YOUR TASK:
An exact reproduction of all entries is required.

DATASET EXCERPTS:

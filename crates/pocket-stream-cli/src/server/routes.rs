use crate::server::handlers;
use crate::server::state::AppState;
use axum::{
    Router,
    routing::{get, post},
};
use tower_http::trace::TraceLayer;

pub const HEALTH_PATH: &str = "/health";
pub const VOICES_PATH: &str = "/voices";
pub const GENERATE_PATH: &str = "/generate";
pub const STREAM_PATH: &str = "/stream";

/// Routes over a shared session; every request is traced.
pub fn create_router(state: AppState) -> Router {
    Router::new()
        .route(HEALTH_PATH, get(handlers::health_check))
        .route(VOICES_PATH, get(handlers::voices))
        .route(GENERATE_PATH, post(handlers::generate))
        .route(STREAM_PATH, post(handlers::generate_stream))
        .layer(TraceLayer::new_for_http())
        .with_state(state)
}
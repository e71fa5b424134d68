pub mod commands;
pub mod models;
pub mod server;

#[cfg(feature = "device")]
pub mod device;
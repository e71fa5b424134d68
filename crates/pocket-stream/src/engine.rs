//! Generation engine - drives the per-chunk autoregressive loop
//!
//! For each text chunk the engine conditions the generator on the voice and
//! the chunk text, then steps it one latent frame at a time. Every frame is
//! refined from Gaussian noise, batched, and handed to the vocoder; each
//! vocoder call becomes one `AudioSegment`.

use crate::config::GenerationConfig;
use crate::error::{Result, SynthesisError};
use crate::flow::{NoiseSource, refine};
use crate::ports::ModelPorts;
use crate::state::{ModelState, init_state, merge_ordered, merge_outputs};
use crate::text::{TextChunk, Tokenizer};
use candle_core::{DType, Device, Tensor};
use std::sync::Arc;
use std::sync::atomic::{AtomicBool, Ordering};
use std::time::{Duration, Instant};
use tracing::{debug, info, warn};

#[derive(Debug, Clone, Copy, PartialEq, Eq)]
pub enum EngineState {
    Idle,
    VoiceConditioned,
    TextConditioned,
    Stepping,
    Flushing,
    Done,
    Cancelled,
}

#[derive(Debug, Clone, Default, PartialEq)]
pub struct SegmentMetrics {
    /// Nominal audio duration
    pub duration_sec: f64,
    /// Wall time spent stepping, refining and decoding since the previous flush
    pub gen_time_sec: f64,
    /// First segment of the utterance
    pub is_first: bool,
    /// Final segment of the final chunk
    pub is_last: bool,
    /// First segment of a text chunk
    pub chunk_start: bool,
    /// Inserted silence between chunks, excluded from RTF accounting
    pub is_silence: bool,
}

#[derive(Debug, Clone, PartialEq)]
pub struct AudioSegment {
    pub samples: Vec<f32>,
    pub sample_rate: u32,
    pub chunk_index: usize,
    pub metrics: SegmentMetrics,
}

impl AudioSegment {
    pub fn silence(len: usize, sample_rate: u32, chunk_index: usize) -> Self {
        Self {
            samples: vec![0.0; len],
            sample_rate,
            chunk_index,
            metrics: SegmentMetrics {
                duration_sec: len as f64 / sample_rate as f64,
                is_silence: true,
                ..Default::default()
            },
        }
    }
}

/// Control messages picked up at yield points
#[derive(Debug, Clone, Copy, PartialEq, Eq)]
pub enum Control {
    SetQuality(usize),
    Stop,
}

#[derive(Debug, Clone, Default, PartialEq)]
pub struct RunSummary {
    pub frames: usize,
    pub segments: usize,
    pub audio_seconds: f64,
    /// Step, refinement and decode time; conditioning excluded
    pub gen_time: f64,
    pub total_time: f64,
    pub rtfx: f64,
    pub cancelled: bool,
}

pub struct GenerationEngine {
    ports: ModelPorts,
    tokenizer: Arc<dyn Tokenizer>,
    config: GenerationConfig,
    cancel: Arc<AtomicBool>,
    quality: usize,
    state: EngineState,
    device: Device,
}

EXERCISE OUTPUT:
filename crates/pocket-stream-cli/src/server/routes.rs
use crate::server::handlers;
use crate::server::state::AppState;
use axum::{
    Router,
    routing::{get, post},
};
use tower_http::trace::TraceLayer;

pub const HEALTH_PATH: &str = "/health";
pub const VOICES_PATH: &str = "/voices";
pub const GENERATE_PATH: &str = "/generate";
pub const STREAM_PATH: &str = "/stream";

/// Routes over a shared session; every request is traced.
pub fn create_router(state: AppState) -> Router {
    Router::new()
        .route(HEALTH_PATH, get(handlers::health_check))
        .route(VOICES_PATH, get(handlers::voices))
        .route(GENERATE_PATH, post(handlers::generate))
        .route(STREAM_PATH, post(handlers::generate_stream))
        .layer(TraceLayer::new_for_http())
        .with_state(state)
}
repository e71fa5b424134d68
pub mod commands;
pub mod models;
pub mod server;

#[cfg(feature = "device")]
pub mod device;
repository e71fa5b424134d68
filename crates/pocket-stream/src/engine.rs
//! Generation engine - drives the per-chunk autoregressive loop
//!
//! For each text chunk the engine conditions the generator on the voice and
//! the chunk text, then steps it one latent frame at a time. Every frame is
//! refined from Gaussian noise, batched, and handed to the vocoder; each
//! vocoder call becomes one `AudioSegment`.

use crate::config::GenerationConfig;
use crate::error::{Result, SynthesisError};
use crate::flow::{NoiseSource, refine};
use crate::ports::ModelPorts;
use crate::state::{ModelState, init_state, merge_ordered, merge_outputs};
use crate::text::{TextChunk, Tokenizer};
use candle_core::{DType, Device, Tensor};
use std::sync::Arc;
use std::sync::atomic::{AtomicBool, Ordering};
use std::time::{Duration, Instant};
use tracing::{debug, info, warn};

#[derive(Debug, Clone, Copy, PartialEq, Eq)]
pub enum EngineState {
    Idle,
    VoiceConditioned,
    TextConditioned,
    Stepping,
    Flushing,
    Done,
    Cancelled,
}

#[derive(Debug, Clone, Default, PartialEq)]
pub struct SegmentMetrics {
    /// Nominal audio duration
    pub duration_sec: f64,
    /// Wall time spent stepping, refining and decoding since the previous flush
    pub gen_time_sec: f64,
    /// First segment of the utterance
    pub is_first: bool,
    /// Final segment of the final chunk
    pub is_last: bool,
    /// First segment of a text chunk
    pub chunk_start: bool,
    /// Inserted silence between chunks, excluded from RTF accounting
    pub is_silence: bool,
}

#[derive(Debug, Clone, PartialEq)]
pub struct AudioSegment {
    pub samples: Vec<f32>,
    pub sample_rate: u32,
    pub chunk_index: usize,
    pub metrics: SegmentMetrics,
}

impl AudioSegment {
    pub fn silence(len: usize, sample_rate: u32, chunk_index: usize) -> Self {
        Self {
            samples: vec![0.0; len],
            sample_rate,
            chunk_index,
            metrics: SegmentMetrics {
                duration_sec: len as f64 / sample_rate as f64,
                is_silence: true,
                ..Default::default()
            },
        }
    }
}

/// Control messages picked up at yield points
#[derive(Debug, Clone, Copy, PartialEq, Eq)]
pub enum Control {
    SetQuality(usize),
    Stop,
}

#[derive(Debug, Clone, Default, PartialEq)]
pub struct RunSummary {
    pub frames: usize,
    pub segments: usize,
    pub audio_seconds: f64,
    /// Step, refinement and decode time; conditioning excluded
    pub gen_time: f64,
    pub total_time: f64,
    pub rtfx: f64,
    pub cancelled: bool,
}

pub struct GenerationEngine {
    ports: ModelPorts,
    tokenizer: Arc<dyn Tokenizer>,
    config: GenerationConfig,
    cancel: Arc<AtomicBool>,
    quality: usize,
    state: EngineState,
    device: Device,
}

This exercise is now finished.